- Excerpted records -
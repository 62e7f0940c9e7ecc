//! Monaco construction against an abstract page host.
//!
//! The order of calls into the page is what makes the editor find its
//! worker: `MonacoEnvironment` must be published before the main bundle
//! loads, and the bundle must be loaded before `monaco.editor.create`.
//! [`MonacoHost`] is that page surface; the `web` feature implements it over
//! `wasm_bindgen`.

use std::future::Future;
use std::rc::Rc;

use super::{
    CommandHandler, EDITOR_WORKER_LABEL, EDITOR_WORKER_MODULE, EditorWidget, KeyCode, WhenClause,
    WidgetLoader,
};
use crate::assets::EDITOR_MAIN_MODULE;
use crate::environment::EditorEnvironment;
use crate::error::WidgetError;
use crate::options::{EditorOptions, OptionsUpdate};

/// The page globals Monaco is loaded and created through.
pub trait MonacoHost {
    type Editor: MonacoEditorHandle + 'static;

    /// Set `self.MonacoEnvironment.getWorkerUrl` to resolve to `worker_url`.
    ///
    /// # Errors
    /// [`WidgetError::WorkerUnavailable`] if the global cannot be set.
    fn publish_environment(&self, worker_url: &str) -> Result<(), WidgetError>;

    /// Pass `config` to the AMD loader's `require.config`.
    ///
    /// # Errors
    /// Returns an error if the loader rejects the configuration.
    fn configure_loader(&self, config: &serde_json::Value) -> Result<(), WidgetError>;

    /// Resolve once the AMD `module` has loaded.
    fn load_module(&self, module: &str) -> impl Future<Output = Result<(), WidgetError>>;

    /// `monaco.editor.create` on the element with id `container`.
    ///
    /// # Errors
    /// [`WidgetError::ContainerMissing`] if there is no such element, or the
    /// editor's own construction error.
    fn create_editor(
        &self,
        container: &str,
        options: &serde_json::Value,
    ) -> Result<Self::Editor, WidgetError>;
}

/// Methods of a constructed `IStandaloneCodeEditor`.
pub trait MonacoEditorHandle {
    fn get_value(&self) -> String;

    fn set_value(&self, value: &str);

    fn focus(&self);

    fn update_options(&self, options: &serde_json::Value);

    /// `editor.addCommand(keybinding, handler, context)`.
    ///
    /// # Errors
    /// Returns an error if the handler cannot be handed to the editor.
    fn add_command(
        &self,
        keybinding: u32,
        context: Option<&str>,
        handler: CommandHandler,
    ) -> Result<(), WidgetError>;
}

/// A constructed Monaco editor behind the [`EditorWidget`] seam.
pub struct MonacoWidget<E> {
    editor: E,
}

impl<E> MonacoWidget<E> {
    pub const fn new(editor: E) -> Self {
        Self { editor }
    }

    pub const fn editor(&self) -> &E {
        &self.editor
    }
}

impl<E: MonacoEditorHandle> EditorWidget for MonacoWidget<E> {
    fn value(&self) -> String {
        self.editor.get_value()
    }

    fn set_value(&self, text: &str) {
        self.editor.set_value(text);
    }

    fn focus(&self) {
        self.editor.focus();
    }

    fn update_options(&self, update: OptionsUpdate) {
        match serde_json::to_value(update) {
            Ok(options) => self.editor.update_options(&options),
            Err(err) => tracing::warn!(%err, "options update dropped"),
        }
    }

    fn add_command(
        &self,
        key: KeyCode,
        when: Option<&str>,
        handler: CommandHandler,
    ) -> Result<(), WidgetError> {
        let code = key.monaco_code().ok_or_else(|| {
            WidgetError::ConstructionFailed(format!("{key:?} has no editor key code"))
        })?;
        if let Some(when) = when {
            when.parse::<WhenClause>()?;
        }
        self.editor.add_command(code, when, handler)
    }
}

/// Loads the editor bundle through a [`MonacoHost`] and builds the widget.
#[derive(Debug, Default)]
pub struct MonacoLoader<H> {
    host: H,
}

impl<H> MonacoLoader<H> {
    pub const fn new(host: H) -> Self {
        Self { host }
    }

    pub const fn host(&self) -> &H {
        &self.host
    }
}

impl<H: MonacoHost> WidgetLoader for MonacoLoader<H> {
    async fn create(
        &self,
        container: &str,
        options: &EditorOptions,
        env: &EditorEnvironment,
    ) -> Result<Rc<dyn EditorWidget>, WidgetError> {
        let worker_url = env.worker_url(EDITOR_WORKER_MODULE, EDITOR_WORKER_LABEL);
        if worker_url.is_empty() {
            return Err(WidgetError::WorkerUnavailable(EDITOR_WORKER_LABEL.to_string()));
        }
        self.host.publish_environment(worker_url)?;
        self.host.configure_loader(&env.loader_config())?;
        self.host.load_module(EDITOR_MAIN_MODULE).await?;

        let editor = self.host.create_editor(container, &options.to_json())?;
        tracing::debug!(container, worker_url, "monaco editor constructed");
        Ok(Rc::new(MonacoWidget::new(editor)))
    }
}

#[cfg(test)]
mod tests {
    use std::cell::RefCell;

    use super::*;
    use crate::adapter::{EditorAdapter, EditorSlot};
    use crate::assets::CdnAssets;
    use crate::environment::MemoryObjectUrls;
    use crate::keybridge::{KeyBridge, install_escape_bridge};

    type Calls = Rc<RefCell<Vec<String>>>;

    struct RecordedCommand {
        keybinding: u32,
        context: Option<String>,
        handler: CommandHandler,
    }

    #[derive(Default)]
    struct RecordingEditor {
        calls: Calls,
        text: RefCell<String>,
        commands: Rc<RefCell<Vec<RecordedCommand>>>,
    }

    impl MonacoEditorHandle for RecordingEditor {
        fn get_value(&self) -> String {
            self.text.borrow().clone()
        }

        fn set_value(&self, value: &str) {
            *self.text.borrow_mut() = value.to_string();
        }

        fn focus(&self) {
            self.calls.borrow_mut().push("focus".to_string());
        }

        fn update_options(&self, options: &serde_json::Value) {
            self.calls.borrow_mut().push(format!("updateOptions {options}"));
        }

        fn add_command(
            &self,
            keybinding: u32,
            context: Option<&str>,
            handler: CommandHandler,
        ) -> Result<(), WidgetError> {
            self.commands.borrow_mut().push(RecordedCommand {
                keybinding,
                context: context.map(str::to_string),
                handler,
            });
            Ok(())
        }
    }

    /// Records every page call in order.
    #[derive(Default)]
    struct RecordingHost {
        calls: Calls,
        containers: Vec<String>,
        commands: Rc<RefCell<Vec<RecordedCommand>>>,
    }

    impl RecordingHost {
        fn with_container(id: &str) -> Self {
            Self {
                containers: vec![id.to_string()],
                ..Self::default()
            }
        }
    }

    impl MonacoHost for RecordingHost {
        type Editor = RecordingEditor;

        fn publish_environment(&self, worker_url: &str) -> Result<(), WidgetError> {
            self.calls.borrow_mut().push(format!("environment {worker_url}"));
            Ok(())
        }

        fn configure_loader(&self, config: &serde_json::Value) -> Result<(), WidgetError> {
            self.calls.borrow_mut().push(format!("require.config {config}"));
            Ok(())
        }

        async fn load_module(&self, module: &str) -> Result<(), WidgetError> {
            self.calls.borrow_mut().push(format!("require {module}"));
            Ok(())
        }

        fn create_editor(
            &self,
            container: &str,
            options: &serde_json::Value,
        ) -> Result<RecordingEditor, WidgetError> {
            if !self.containers.iter().any(|id| id == container) {
                return Err(WidgetError::ContainerMissing(container.to_string()));
            }
            self.calls.borrow_mut().push(format!(
                "create {container} readOnly={}",
                options["readOnly"]
            ));
            Ok(RecordingEditor {
                calls: Rc::clone(&self.calls),
                commands: Rc::clone(&self.commands),
                ..RecordingEditor::default()
            })
        }
    }

    fn installed_env() -> EditorEnvironment {
        EditorEnvironment::install(&CdnAssets::default(), &MemoryObjectUrls::default()).unwrap()
    }

    #[tokio::test]
    async fn test_worker_url_is_published_before_editor_is_created() {
        let env = installed_env();
        let loader = MonacoLoader::new(RecordingHost::with_container("editor"));
        loader
            .create("editor", &EditorOptions::default(), &env)
            .await
            .unwrap();

        let worker_url = env.worker_url(EDITOR_WORKER_MODULE, EDITOR_WORKER_LABEL);
        assert_eq!(
            loader.host().calls.borrow().as_slice(),
            [
                format!("environment {worker_url}"),
                format!("require.config {}", env.loader_config()),
                "require vs/editor/editor.main".to_string(),
                "create editor readOnly=true".to_string(),
            ]
        );
    }

    #[tokio::test]
    async fn test_missing_container_fails_after_environment_is_set() {
        let env = installed_env();
        let loader = MonacoLoader::new(RecordingHost::default());
        let result = loader.create("editor", &EditorOptions::default(), &env).await;

        assert!(matches!(result, Err(WidgetError::ContainerMissing(ref id)) if id == "editor"));
        assert_eq!(loader.host().calls.borrow().len(), 3);
    }

    #[tokio::test]
    async fn test_escape_binds_to_monaco_keycode_nine() {
        let env = installed_env();
        let loader = MonacoLoader::new(RecordingHost::with_container("editor"));
        let widget = loader
            .create("editor", &EditorOptions::default(), &env)
            .await
            .unwrap();
        let bridge = KeyBridge::new();
        let mut keys = bridge.subscribe();
        install_escape_bridge(&*widget, &bridge, "editor").unwrap();

        let commands = loader.host().commands.borrow();
        assert_eq!(commands.len(), 1);
        assert_eq!(commands[0].keybinding, 9);
        assert_eq!(commands[0].context.as_deref(), Some("!suggestWidgetVisible"));

        (commands[0].handler)();
        let key = keys.try_recv().unwrap();
        assert_eq!(key.key, "Escape");
        assert_eq!(key.target, "editor");
    }

    #[tokio::test]
    async fn test_bad_command_never_reaches_the_editor() {
        let env = installed_env();
        let loader = MonacoLoader::new(RecordingHost::with_container("editor"));
        let widget = loader
            .create("editor", &EditorOptions::default(), &env)
            .await
            .unwrap();

        let unbound = widget.add_command(KeyCode::Char('#'), None, Box::new(|| {}));
        assert!(matches!(unbound, Err(WidgetError::ConstructionFailed(_))));
        let bad_when = widget.add_command(KeyCode::Escape, Some("&& a"), Box::new(|| {}));
        assert!(matches!(bad_when, Err(WidgetError::When(_))));
        assert!(loader.host().commands.borrow().is_empty());
    }

    #[tokio::test]
    async fn test_adapter_operations_map_to_editor_methods() {
        let env = installed_env();
        let loader = MonacoLoader::new(RecordingHost::with_container("editor"));
        let widget = loader
            .create("editor", &EditorOptions::default(), &env)
            .await
            .unwrap();
        let slot = Rc::new(EditorSlot::new());
        assert!(slot.fill(widget).is_ok());
        let adapter = EditorAdapter::new(slot);

        adapter.set_value("note").unwrap();
        adapter.set_editable(true).unwrap();
        adapter.focus().unwrap();
        assert_eq!(adapter.get_value().unwrap(), "note");

        let calls = loader.host().calls.borrow();
        assert_eq!(
            &calls[4..],
            [
                r#"updateOptions {"readOnly":false}"#.to_string(),
                "focus".to_string(),
            ]
        );
    }
}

- Assignment -
Across the records above, return every line that contains the word "commands".

- The completed task -
        commands: Rc<RefCell<Vec<RecordedCommand>>>,
            self.commands.borrow_mut().push(RecordedCommand {
        commands: Rc<RefCell<Vec<RecordedCommand>>>,
                commands: Rc::clone(&self.commands),
        let commands = loader.host().commands.borrow();
        assert_eq!(commands.len(), 1);
        assert_eq!(commands[0].keybinding, 9);
        assert_eq!(commands[0].context.as_deref(), Some("!suggestWidgetVisible"));
        (commands[0].handler)();
        assert!(loader.host().commands.borrow().is_empty());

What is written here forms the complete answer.